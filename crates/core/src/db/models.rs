use serde::{Deserialize, Serialize};

/// One instrumented run, as recorded in the `launches` table.
#[derive(Debug, Clone, Serialize, Deserialize, PartialEq, Eq)]
pub struct LaunchRecord {
    pub pass: String,
    pub binary: String,
    /// SHA-256 of the binary at launch time, when computed.
    pub binary_hash: Option<String>,
    pub results_path: String,
    pub debug_path: String,
    pub input_path: Option<String>,
    /// Exit code of the instrumented process; informational only.
    pub exit_code: Option<i32>,
    pub duration_ms: i64,
    pub started_at: String,
}

/// One module build, as recorded in the `builds` table.
#[derive(Debug, Clone, Serialize, Deserialize, PartialEq, Eq)]
pub struct BuildRecord {
    pub pass: String,
    pub variant: String,
    pub outcome: String,
    pub finished_at: String,
}
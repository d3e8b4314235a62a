use std::fs;

use protoscope_core::db::{ProjectConfig, ProjectContext, ProjectLayout};
use protoscope_core::model::PassKind;

fn write_project(root: &std::path::Path, config: &ProjectConfig) {
    let layout = ProjectLayout::new(root);
    fs::create_dir_all(&layout.meta_dir).unwrap();
    fs::write(&layout.project_config_path, serde_json::to_string_pretty(config).unwrap()).unwrap();
}

fn configured(name: &str) -> ProjectConfig {
    let mut config = ProjectConfig::new(name, ".protoscope/project.db");
    config.engine.bin = "pin".into();
    config.engine.path = "/opt/pin".into();
    config
}

#[test]
fn context_resolves_passes_against_root() {
    let temp = tempfile::tempdir().unwrap();
    write_project(temp.path(), &configured("demo"));

    let ctx = ProjectContext::from_root(temp.path()).unwrap();
    assert_eq!(ctx.config.name, "demo");
    assert_eq!(ctx.db_path, temp.path().join(".protoscope/project.db"));
    assert_eq!(ctx.log_dir(), temp.path().join("logs"));

    let pipeline = ctx.pipeline().unwrap();
    assert_eq!(pipeline.registry().requirements(PassKind::Couple), vec![PassKind::Arity, PassKind::Type]);
    let couple = pipeline.pintool(PassKind::Couple).unwrap();
    assert_eq!(couple.code(), 2);
    assert_eq!(couple.obj_path(), temp.path().join("pintool/obj/couple.so"));
    assert_eq!(couple.log_dir(), temp.path().join("logs"));
}

#[test]
fn unset_engine_fails_pipeline_configuration() {
    let temp = tempfile::tempdir().unwrap();
    write_project(temp.path(), &ProjectConfig::new("bare", ".protoscope/project.db"));

    let ctx = ProjectContext::from_root(temp.path()).unwrap();
    let err = ctx.pipeline().unwrap_err();
    assert!(format!("{err:#}").contains("parameter engine.bin expected"));
}

#[test]
fn ground_truth_requires_configured_prototypes() {
    let temp = tempfile::tempdir().unwrap();
    let mut config = configured("demo");
    write_project(temp.path(), &config);
    let ctx = ProjectContext::from_root(temp.path()).unwrap();
    assert!(ctx.ground_truth().unwrap_err().to_string().contains("No prototype database"));

    fs::write(temp.path().join("protos.yaml"), "strlen: [size_t, \"const char *\"]\n").unwrap();
    config.prototypes = Some("protos.yaml".into());
    write_project(temp.path(), &config);
    let ctx = ProjectContext::from_root(temp.path()).unwrap();
    assert_eq!(ctx.ground_truth().unwrap().len(), 1);
}

#[test]
fn missing_project_config_is_reported() {
    let temp = tempfile::tempdir().unwrap();
    let err = ProjectContext::from_root(temp.path()).unwrap_err();
    assert!(err.to_string().contains("Failed to read project config"));
}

----------

What you will do: For the entries, state the number of lines that include the string "pintool". Add no other words.

Answer section: 2